**AIM OF THE TASK**
With both ends included, transcribe exactly the records below from their first line to the line that contains "pub struct DecisionContext".

Items from a data source
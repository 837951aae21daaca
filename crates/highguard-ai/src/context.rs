//! Decision context — read-only inputs to a strategy decision.
//!
//! Built fresh from a session snapshot for every decision; strategies
//! never mutate it and never see live session state.

use highguard_core::ship::WeaponId;
use highguard_core::state::SessionSnapshot;
use highguard_core::types::{CombatantId, RangeBand};

/// Snapshot-derived inputs for one decision.
#[derive(Debug, Clone)]
pub struct DecisionContext {
    pub me: CombatantId,
    pub round: u32,
    pub range: RangeBand,
    /// Own hull as a fraction of maximum.
    pub hull_fraction: f64,
    pub missiles_ammo: u32,
    pub sand_ammo: u32,
    pub has_missile_rack: bool,
    pub has_sandcaster: bool,
    pub turrets: u32,
    /// Ids of missiles in flight toward this combatant, nearest first.
    pub incoming: Vec<u32>,
    /// Fitting index of a direct-fire weapon usable at the current range.
    pub direct_fire_index: Option<usize>,
}

impl DecisionContext {
    /// Build the context for the given party from a session snapshot.
    pub fn from_snapshot(snapshot: &SessionSnapshot, me: CombatantId) -> Self {
        let view = snapshot
            .combatants
            .iter()
            .find(|c| c.id == me)
            .cloned()
            .unwrap_or_else(|| {
                // Unknown party: an empty view yields EndTurn decisions.
                highguard_core::state::CombatantView {
                    id: me,
                    class: Default::default(),
                    hull: 0,
                    max_hull: 0,
                    armor: 0,
                    turrets: 0,
                    missiles: 0,
                    sand: 0,
                    weapons: Vec::new(),
                    criticals: Vec::new(),
                    dodge: Default::default(),
                    countermeasure_bonus: 0,
                    turn_complete: false,
                    strategy: None,
                }
            });

        let mut incoming: Vec<_> = snapshot
            .missiles
            .iter()
            .filter(|m| m.target == me)
            .collect();
        incoming.sort_by_key(|m| m.range);
        let incoming = incoming.iter().map(|m| m.id).collect();

        let direct_fire_index = view.weapons.iter().position(|w| {
            let spec = w.spec();
            spec.direct_fire
                && spec
                    .ranges
                    .map(|bands| bands.contains(&snapshot.range))
                    .unwrap_or(true)
        });

        let hull_fraction = if view.max_hull == 0 {
            0.0
        } else {
            view.hull as f64 / view.max_hull as f64
        };

        Self {
            me,
            round: snapshot.round,
            range: snapshot.range,
            hull_fraction,
            missiles_ammo: view.missiles,
            sand_ammo: view.sand,
            has_missile_rack: view.weapons.contains(&WeaponId::MissileRack),
            has_sandcaster: view.weapons.contains(&WeaponId::Sandcaster),
            turrets: view.turrets,
            incoming,
            direct_fire_index,
        }
    }
}
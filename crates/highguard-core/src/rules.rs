//! Rules constants and modifier tables.

use crate::enums::{CritSeverity, DodgePosture, ShipSystem};
use crate::types::RangeBand;

/// Target number an attack total must meet or beat to hit.
pub const HIT_THRESHOLD: i32 = 8;

/// Target number a point-defense total must meet or beat to destroy a
/// missile.
pub const POINT_DEFENSE_THRESHOLD: i32 = 8;

/// Base target number for an emergency repair check, before severity
/// scaling.
pub const REPAIR_THRESHOLD: i32 = 8;

// --- Modifier tables ---

/// Attack DM for the current range band (closer = easier).
pub fn range_attack_dm(band: RangeBand) -> i32 {
    match band {
        RangeBand::Adjacent => 2,
        RangeBand::Close => 1,
        RangeBand::Short => 1,
        RangeBand::Medium => 0,
        RangeBand::Long => -2,
        RangeBand::VeryLong => -4,
        RangeBand::Distant => -6,
    }
}

/// DM subtracted from incoming attack totals for the defender's posture.
pub fn dodge_dm(posture: DodgePosture) -> i32 {
    match posture {
        DodgePosture::Steady => 0,
        DodgePosture::Evasive => 1,
        DodgePosture::AllOut => 2,
    }
}

// --- Critical hits ---

/// Hull fraction thresholds; crossing any of them in a single hit
/// triggers a critical effect roll.
pub const CRIT_THRESHOLDS: [f64; 9] = [0.9, 0.8, 0.7, 0.6, 0.5, 0.4, 0.3, 0.2, 0.1];

/// Severity for a post-hit hull fraction (lower hull = worse).
pub fn crit_severity(hull_fraction: f64) -> CritSeverity {
    if hull_fraction > 0.6 {
        CritSeverity::Light
    } else if hull_fraction > 0.4 {
        CritSeverity::Moderate
    } else if hull_fraction > 0.2 {
        CritSeverity::Severe
    } else {
        CritSeverity::Critical
    }
}

/// Number of d6 rolled for a critical effect's system damage.
pub fn crit_damage_dice(severity: CritSeverity) -> u32 {
    match severity {
        CritSeverity::Light => 1,
        CritSeverity::Moderate => 1,
        CritSeverity::Severe => 2,
        CritSeverity::Critical => 3,
    }
}

/// Repair target DM for the severity of the effect being repaired.
pub fn crit_repair_dm(severity: CritSeverity) -> i32 {
    match severity {
        CritSeverity::Light => 0,
        CritSeverity::Moderate => 1,
        CritSeverity::Severe => 2,
        CritSeverity::Critical => 3,
    }
}

/// Ship system struck, from a 2d6 location roll.
pub fn crit_location(roll: i32) -> ShipSystem {
    match roll {
        2 => ShipSystem::Sensors,
        3 => ShipSystem::PowerPlant,
        4 => ShipSystem::Fuel,
        5 => ShipSystem::Weapon,
        6 => ShipSystem::Armor,
        7 => ShipSystem::Hull,
        8 => ShipSystem::Maneuver,
        9 => ShipSystem::Cargo,
        10 => ShipSystem::Computer,
        11 => ShipSystem::Crew,
        _ => ShipSystem::Bridge,
    }
}

// --- Countermeasures ---

/// Temporary armor bonus granted by a deployed sand canister. Persists
/// until the owner's next turn begins.
pub const COUNTERMEASURE_ARMOR_BONUS: u32 = 3;

// --- History bounds ---

/// Maximum commands retained in a session's undo history.
pub const COMMAND_HISTORY_CAP: usize = 32;

/// Maximum rounds retained in a session's event log.
pub const ROUND_LOG_CAP: usize = 20;

// --- Turn scheduling ---

/// Artificial delay before a scheduled AI turn executes (milliseconds),
/// letting the preceding outbound events settle on the client side.
pub const AI_REENTRY_DELAY_MS: u64 = 1500;
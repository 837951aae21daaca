//! Strategy-specific parameter profiles.
//!
//! Consolidates the per-strategy weights the decision ladder applies.

use highguard_core::enums::{DodgePosture, StrategyKind};

/// Tunable parameters for one decision strategy.
#[derive(Debug, Clone, Copy)]
pub struct StrategyProfile {
    /// Probability of attempting point defense when missiles are inbound.
    pub point_defense_chance: f64,
    /// Probability of deploying a countermeasure when damaged.
    pub countermeasure_chance: f64,
    /// Hull fraction below which countermeasures are considered.
    pub countermeasure_hull_threshold: f64,
    /// Probability of taking an evasive posture.
    pub dodge_chance: f64,
    /// Posture taken when the dodge tier fires.
    pub dodge_posture: DodgePosture,
}

/// Get the parameter profile for a strategy.
pub fn profile(strategy: StrategyKind) -> StrategyProfile {
    match strategy {
        StrategyKind::Balanced => StrategyProfile {
            point_defense_chance: 0.50,
            countermeasure_chance: 0.25,
            countermeasure_hull_threshold: 0.50,
            dodge_chance: 0.15,
            dodge_posture: DodgePosture::Evasive,
        },
        StrategyKind::Aggressive => StrategyProfile {
            point_defense_chance: 0.20,
            countermeasure_chance: 0.10,
            countermeasure_hull_threshold: 0.30,
            dodge_chance: 0.05,
            dodge_posture: DodgePosture::Evasive,
        },
        StrategyKind::Defensive => StrategyProfile {
            point_defense_chance: 0.80,
            countermeasure_chance: 0.50,
            countermeasure_hull_threshold: 0.70,
            dodge_chance: 0.35,
            dodge_posture: DodgePosture::AllOut,
        },
        StrategyKind::Cautious => StrategyProfile {
            point_defense_chance: 0.60,
            countermeasure_chance: 0.40,
            countermeasure_hull_threshold: 0.60,
            dodge_chance: 0.25,
            dodge_posture: DodgePosture::Evasive,
        },
    }
}

/// Recommend a strategy for the current hull fraction. A hint for
/// configuration only, never forced.
pub fn suggest_strategy(hull_fraction: f64) -> StrategyKind {
    if hull_fraction < 0.30 {
        StrategyKind::Defensive
    } else if hull_fraction > 0.80 {
        StrategyKind::Aggressive
    } else {
        StrategyKind::Balanced
    }
}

**REPLY**
repository 837951aae21daaca
filename crates/highguard-ai/src/context.rs
//! Decision context — read-only inputs to a strategy decision.
//!
//! Built fresh from a session snapshot for every decision; strategies
//! never mutate it and never see live session state.

use highguard_core::ship::WeaponId;
use highguard_core::state::SessionSnapshot;
use highguard_core::types::{CombatantId, RangeBand};

/// Snapshot-derived inputs for one decision.
#[derive(Debug, Clone)]
pub struct DecisionContext {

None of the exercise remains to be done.